Rather than eat the spoils, they had set off down the river until the trees encroached up to the edge and there was no longer any room to walk along its side. They’d stopped there for lunch, and eaten the fish raw out of fear that the smoke of a fire might draw unwanted attention. Alistar hadn’t cared much for the taste, or the bones that constantly troubled him, but he’d helped himself to every last morsel of his catch.

That night, they took their chances sleeping on the trail, since the slope along the riverbank had become too steep. Thankfully, nature left them alone that night.
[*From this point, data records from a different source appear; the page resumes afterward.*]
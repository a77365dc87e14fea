//! Context Builder: default variables overlaid with per-asset metadata

use crate::expression::EvalContext;
use crate::model::MetaDataCollection;
use serde_json::{Map, Value};
use std::sync::OnceLock;

/// Process-wide default variables.
///
/// The evaluation-ready context is computed from the configured map on first
/// use and cached for the lifetime of the value. `OnceLock` makes the first
/// computation single-shot under concurrent access; later reads take no lock.
#[derive(Debug, Default)]
pub struct DefaultContext {
    configured: Map<String, Value>,
    variables: OnceLock<EvalContext>,
}

impl DefaultContext {
    pub fn new(configured: Map<String, Value>) -> Self {
        Self {
            configured,
            variables: OnceLock::new(),
        }
    }

    pub fn variables(&self) -> &EvalContext {
        self.variables.get_or_init(|| {
            tracing::debug!(count = self.configured.len(), "initializing default context");
            EvalContext::from_map(self.configured.clone())
        })
    }

    /// Whether `variables()` has been computed yet
    pub fn is_initialized(&self) -> bool {
        self.variables.get().is_some()
    }
}

/// Overlay `metadata` onto a copy of `defaults`. Metadata wins on collision.
pub fn build_context(defaults: &EvalContext, metadata: &MetaDataCollection) -> EvalContext {
    let mut context = defaults.clone();
    for (key, value) in metadata.iter() {
        context.insert(key.clone(), value.clone());
    }
    context
}
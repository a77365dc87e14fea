//! Domain types the mapper reads from and writes onto

mod asset;
mod entity;
mod metadata;

pub use asset::{Asset, AssetId, AssetTimestamps, TITLE_MAX_LENGTH};
pub use entity::{AssetCollection, EntityId, NamedEntity, Tag};
pub use metadata::MetaDataCollection;
//! Storage trait definitions

use crate::model::{Asset, NamedEntity};
use std::path::Path;
use std::sync::Arc;
use thiserror::Error;

/// Errors that can occur during storage operations
#[derive(Debug, Error)]
pub enum StorageError {
    #[error("Database error: {0}")]
    Database(#[from] rusqlite::Error),

    #[error("Serialization error: {0}")]
    Serialization(#[from] serde_json::Error),

    #[error("Asset not found: {0}")]
    AssetNotFound(String),

    #[error("IO error: {0}")]
    Io(#[from] std::io::Error),

    #[error("Invalid identifier: {0}")]
    InvalidId(String),
}

/// Result type for storage operations
pub type StorageResult<T> = Result<T, StorageError>;

/// Lookup-by-name repository for tags or collections.
///
/// Implementations must be thread-safe (Send + Sync).
pub trait EntityRepository<E: NamedEntity>: Send + Sync {
    /// Find the entity whose name equals `name` exactly (case-sensitive)
    fn find_by_name(&self, name: &str) -> StorageResult<Option<Arc<E>>>;

    /// Register a new entity.
    ///
    /// Insert-if-absent: when an entity with the same name already exists
    /// (for example because a concurrent caller created it between our
    /// lookup and this call), nothing is inserted and the stored entity is
    /// returned instead. Either way the returned entity is the canonical one.
    fn add(&self, entity: E) -> StorageResult<Arc<E>>;
}

/// Writes already-persisted assets back to storage
pub trait AssetRepository: Send + Sync {
    /// Persist the current state of an existing asset
    fn update(&self, asset: &Asset) -> StorageResult<()>;
}

/// Knows whether an asset has been persisted yet
pub trait PersistenceManager: Send + Sync {
    /// True if the asset has no persisted identity yet
    fn is_new_object(&self, asset: &Asset) -> StorageResult<bool>;
}

/// Extension trait for opening stores from paths
pub trait OpenStore: Sized {
    /// Open or create a store at the given path
    fn open(path: impl AsRef<Path>) -> StorageResult<Self>;

    /// Create an in-memory store (useful for testing)
    fn open_in_memory() -> StorageResult<Self>;
}
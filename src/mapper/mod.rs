//! Field Mapper: applies configured expressions to an asset
//!
//! For every configured field the mapper evaluates the field's expression
//! against the merged context (default variables overlaid with the asset's
//! metadata), normalizes the result and assigns it. Tags and collections are
//! resolved to stored entities through per-call `EntityResolver`s. An asset
//! that is already persisted is handed to `AssetRepository::update` once all
//! fields are assigned; a new asset is left to the creation flow.
//!
//! Errors abort the call at the field that failed. Fields assigned before
//! the failure keep their new values.

mod context;
mod resolver;


pub use context::{build_context, DefaultContext};
pub use resolver::EntityResolver;

use crate::config::{MappedField, MappingConfig, Settings};
use crate::expression::{scalar_text, type_name, EvalContext, EvalError, Evaluator};
use crate::model::{Asset, AssetCollection, MetaDataCollection, Tag, TITLE_MAX_LENGTH};
use crate::storage::{
    AssetRepository, EntityRepository, PersistenceManager, StorageError, StorageResult,
};
use serde_json::Value;
use std::collections::HashSet;
use std::sync::Arc;
use thiserror::Error;

/// Errors from mapping metadata onto an asset
#[derive(Debug, Error)]
pub enum MappingError {
    #[error("evaluating the {field} expression failed: {source}")]
    Evaluation {
        field: MappedField,
        #[source]
        source: EvalError,
    },

    #[error("the {field} expression must produce {expected}, got {found}")]
    TypeMismatch {
        field: MappedField,
        expected: &'static str,
        found: &'static str,
    },

    #[error(transparent)]
    Storage(#[from] StorageError),
}

/// Result type for mapping operations
pub type MappingResult<T> = Result<T, MappingError>;

/// The storage collaborators a mapper writes through
#[derive(Clone)]
pub struct Repositories {
    pub tags: Arc<dyn EntityRepository<Tag>>,
    pub collections: Arc<dyn EntityRepository<AssetCollection>>,
    pub assets: Arc<dyn AssetRepository>,
    pub persistence: Arc<dyn PersistenceManager>,
}

impl Repositories {
    /// Use one store for every collaborator
    pub fn from_store<S>(store: Arc<S>) -> Self
    where
        S: EntityRepository<Tag>
            + EntityRepository<AssetCollection>
            + AssetRepository
            + PersistenceManager
            + 'static,
    {
        Self {
            tags: store.clone(),
            collections: store.clone(),
            assets: store.clone(),
            persistence: store,
        }
    }
}

/// Maps extracted metadata onto asset fields.
///
/// Holds no per-call state, so one instance can serve concurrent calls.
pub struct MetaDataMapper {
    mapping: MappingConfig,
    default_context: DefaultContext,
    evaluator: Arc<dyn Evaluator>,
    repositories: Repositories,
}

impl MetaDataMapper {
    pub fn new(settings: Settings, evaluator: Arc<dyn Evaluator>, repositories: Repositories) -> Self {
        Self {
            mapping: settings.metadata_mapping,
            default_context: DefaultContext::new(settings.default_context),
            evaluator,
            repositories,
        }
    }

    /// Apply every configured field expression to `asset`, then update the
    /// asset if it is already persisted.
    pub fn map_metadata(&self, asset: &mut Asset, metadata: &MetaDataCollection) -> MappingResult<()> {
        let context = build_context(self.default_context.variables(), metadata);
        let mut tag_resolver = EntityResolver::new(self.repositories.tags.as_ref());
        let mut collection_resolver = EntityResolver::new(self.repositories.collections.as_ref());

        if let Some(expression) = self.mapping.expression(MappedField::Title) {
            let title = self.evaluate_text(MappedField::Title, expression, &context)?;
            asset.set_title(truncate_chars(&title, TITLE_MAX_LENGTH));
        }

        if let Some(expression) = self.mapping.expression(MappedField::Caption) {
            let caption = self.evaluate_text(MappedField::Caption, expression, &context)?;
            asset.set_caption(caption);
        }

        if let Some(expression) = self.mapping.expression(MappedField::Tags) {
            let labels = self.evaluate_names(MappedField::Tags, expression, &context)?;
            let tags = labels
                .iter()
                .map(|label| tag_resolver.resolve(label))
                .collect::<StorageResult<Vec<_>>>()?;
            asset.set_tags(tags);
        }

        if let Some(expression) = self.mapping.expression(MappedField::Collections) {
            let titles = self.evaluate_names(MappedField::Collections, expression, &context)?;
            let collections = titles
                .iter()
                .map(|title| collection_resolver.resolve(title))
                .collect::<StorageResult<Vec<_>>>()?;
            asset.set_collections(collections);
        }

        if self.repositories.persistence.is_new_object(asset)? {
            tracing::debug!(asset = %asset.id, "new asset, leaving persistence to creation");
        } else {
            self.repositories.assets.update(asset)?;
            tracing::info!(asset = %asset.id, "updated asset from metadata");
        }

        Ok(())
    }

    fn evaluate(&self, field: MappedField, expression: &str, context: &EvalContext) -> MappingResult<Value> {
        tracing::debug!(%field, expression, "evaluating field expression");
        self.evaluator
            .evaluate(expression, context)
            .map_err(|source| MappingError::Evaluation { field, source })
    }

    fn evaluate_text(&self, field: MappedField, expression: &str, context: &EvalContext) -> MappingResult<String> {
        let value = self.evaluate(field, expression, context)?;
        scalar_text(&value).ok_or(MappingError::TypeMismatch {
            field,
            expected: "a scalar",
            found: type_name(&value),
        })
    }

    fn evaluate_names(&self, field: MappedField, expression: &str, context: &EvalContext) -> MappingResult<Vec<String>> {
        let items = match self.evaluate(field, expression, context)? {
            Value::Array(items) => items,
            other => {
                return Err(MappingError::TypeMismatch {
                    field,
                    expected: "a sequence",
                    found: type_name(&other),
                })
            }
        };

        let names = items
            .iter()
            .map(|item| {
                scalar_text(item).ok_or(MappingError::TypeMismatch {
                    field,
                    expected: "a sequence of scalars",
                    found: type_name(item),
                })
            })
            .collect::<MappingResult<Vec<_>>>()?;

        Ok(normalize_names(names))
    }
}

/// The first `max` characters of `text`.
pub fn truncate_chars(text: &str, max: usize) -> String {
    match text.char_indices().nth(max) {
        Some((end, _)) => text[..end].to_string(),
        None => text.to_string(),
    }
}

/// Trim each name, drop blanks and repeats. First occurrence order is kept.
pub fn normalize_names(raw: impl IntoIterator<Item = String>) -> Vec<String> {
    let mut seen = HashSet::new();
    raw.into_iter()
        .map(|name| name.trim().to_string())
        .filter(|name| !name.is_empty())
        .filter(|name| seen.insert(name.clone()))
        .collect()
}
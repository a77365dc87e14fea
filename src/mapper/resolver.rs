//! Entity Resolver: get-or-create by name with a per-call cache

use crate::model::NamedEntity;
use crate::storage::{EntityRepository, StorageResult};
use std::collections::HashMap;
use std::sync::Arc;

/// Resolves names to entities of kind `E`, creating missing ones.
///
/// The cache lives exactly as long as the resolver, and the mapper builds
/// a fresh resolver for every `map_metadata` call. Within that lifetime a
/// name is looked up in the repository at most once and always resolves to
/// the same `Arc`.
pub struct EntityResolver<'r, E: NamedEntity> {
    repository: &'r dyn EntityRepository<E>,
    cache: HashMap<String, Arc<E>>,
}

impl<'r, E: NamedEntity> EntityResolver<'r, E> {
    pub fn new(repository: &'r dyn EntityRepository<E>) -> Self {
        Self {
            repository,
            cache: HashMap::new(),
        }
    }

    /// Resolve `name` (trimmed) to an entity.
    ///
    /// Callers filter out names that are empty after trimming.
    pub fn resolve(&mut self, name: &str) -> StorageResult<Arc<E>> {
        let name = name.trim();
        if let Some(entity) = self.cache.get(name) {
            tracing::debug!(kind = E::KIND, name, "resolved from cache");
            return Ok(Arc::clone(entity));
        }

        let entity = match self.repository.find_by_name(name)? {
            Some(existing) => {
                tracing::debug!(kind = E::KIND, name, "resolved existing entity");
                existing
            }
            None => {
                let created = self.repository.add(E::new(name))?;
                tracing::info!(kind = E::KIND, name, id = %created.id(), "created entity");
                created
            }
        };

        self.cache.insert(name.to_string(), Arc::clone(&entity));
        Ok(entity)
    }

    /// Number of distinct names resolved so far
    pub fn cached(&self) -> usize {
        self.cache.len()
    }
}

#[cfg(test)]
mod tests {
    use super::*;
    use crate::model::{AssetCollection, Tag};
    use crate::storage::MemoryStore;

    #[test]
    fn creates_missing_entity_once() {
        let store = MemoryStore::new();
        let mut resolver = EntityResolver::<Tag>::new(&store);

        let first = resolver.resolve("sunset").unwrap();
        let second = resolver.resolve("sunset").unwrap();

        assert!(Arc::ptr_eq(&first, &second));
        assert_eq!(store.tag_lookups("sunset"), 1);
        assert_eq!(store.tag_stats().adds, 1);
        assert_eq!(store.tag_count(), 1);
    }

    #[test]
    fn returns_existing_entity_without_adding() {
        let store = MemoryStore::new();
        let existing = store.seed_collection("Holidays");
        let mut resolver = EntityResolver::<AssetCollection>::new(&store);

        let resolved = resolver.resolve("Holidays").unwrap();

        assert!(Arc::ptr_eq(&existing, &resolved));
        assert_eq!(store.collection_stats().adds, 0);
    }

    #[test]
    fn trims_before_lookup_and_caching() {
        let store = MemoryStore::new();
        let mut resolver = EntityResolver::<Tag>::new(&store);

        let padded = resolver.resolve("  beach ").unwrap();
        let plain = resolver.resolve("beach").unwrap();

        assert_eq!(padded.label, "beach");
        assert!(Arc::ptr_eq(&padded, &plain));
        assert_eq!(store.tag_lookups("beach"), 1);
        assert_eq!(resolver.cached(), 1);
    }

    #[test]
    fn lookup_is_case_sensitive() {
        let store = MemoryStore::new();
        let mut resolver = EntityResolver::<Tag>::new(&store);

        let lower = resolver.resolve("sky").unwrap();
        let upper = resolver.resolve("Sky").unwrap();

        assert!(!Arc::ptr_eq(&lower, &upper));
        assert_eq!(store.tag_count(), 2);
    }

    #[test]
    fn fresh_resolver_starts_with_empty_cache() {
        let store = MemoryStore::new();
        EntityResolver::<Tag>::new(&store).resolve("sea").unwrap();

        let mut second = EntityResolver::<Tag>::new(&store);
        assert_eq!(second.cached(), 0);
        second.resolve("sea").unwrap();

        assert_eq!(store.tag_lookups("sea"), 2);
        assert_eq!(store.tag_stats().adds, 1, "second call finds the stored tag");
    }
}
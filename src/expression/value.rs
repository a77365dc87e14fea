//! Helpers for looking at evaluation results

use serde_json::{Number, Value};

/// Text form of a scalar value.
///
/// Strings are returned as-is and null is empty text. Numbers use their
/// shortest decimal form, so a whole-valued float such as `1.0` reads `1`.
/// `true` is `1` and `false` is empty text, which makes a false tag name
/// blank. Arrays and objects have no text form and yield `None`.
pub fn scalar_text(value: &Value) -> Option<String> {
    match value {
        Value::String(s) => Some(s.clone()),
        Value::Number(n) => Some(number_text(n)),
        Value::Bool(true) => Some("1".to_string()),
        Value::Bool(false) => Some(String::new()),
        Value::Null => Some(String::new()),
        Value::Array(_) | Value::Object(_) => None,
    }
}

fn number_text(n: &Number) -> String {
    if n.is_f64() {
        if let Some(f) = n.as_f64() {
            if f.fract() == 0.0 && f.abs() < WHOLE_FLOAT_LIMIT {
                return format!("{}", f as i64);
            }
        }
    }
    n.to_string()
}

/// Whole floats at or above this magnitude keep their float notation
const WHOLE_FLOAT_LIMIT: f64 = 1e15;

/// Short name of a value's JSON type, for error messages
pub fn type_name(value: &Value) -> &'static str {
    match value {
        Value::String(_) => "string",
        Value::Number(_) => "number",
        Value::Bool(_) => "boolean",
        Value::Null => "null",
        Value::Array(_) => "array",
        Value::Object(_) => "object",
    }
}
Although the fish had been filling, Alistar had woken up to a grumbling belly and abdominal pains. They had resumed their harrowing journey as soon as they were awoken by the sun’s first rays. Not long after they had set off, he and his uncle stripped a large bush that they’d stumbled upon of nearly all its fruit, which filled their ration bag almost to the point of overflowing. Alistar had almost eaten red berries from another bush nearby, but was stopped by his uncle and told that those berries, and many others besides, were poisonous, and could do anything from upsetting his stomach for an afternoon, to seeing him dead on the forest floor with a foaming mouth.

Currently, it was well into the afternoon of the fourth day since they had left the mines. The sun was directly above them, small beams of light piercing into the heavy shade of the forest through gaps in the foliage above.

“What will we do once we get to Malford?” Alistar asked, as he was helped over a fallen tree.

“We hope that people are still willing to help an old friend,” said Raidon, swatting at a fly. “If not, we find work and save up until we can afford to join a merchant caravan. No matter how many years have passed, there’ll always be plenty of people traversing the Winding Road. Ah, it’s the only road that connects both sides of the mountain range.”

“Bigger than the one leading to the mines?”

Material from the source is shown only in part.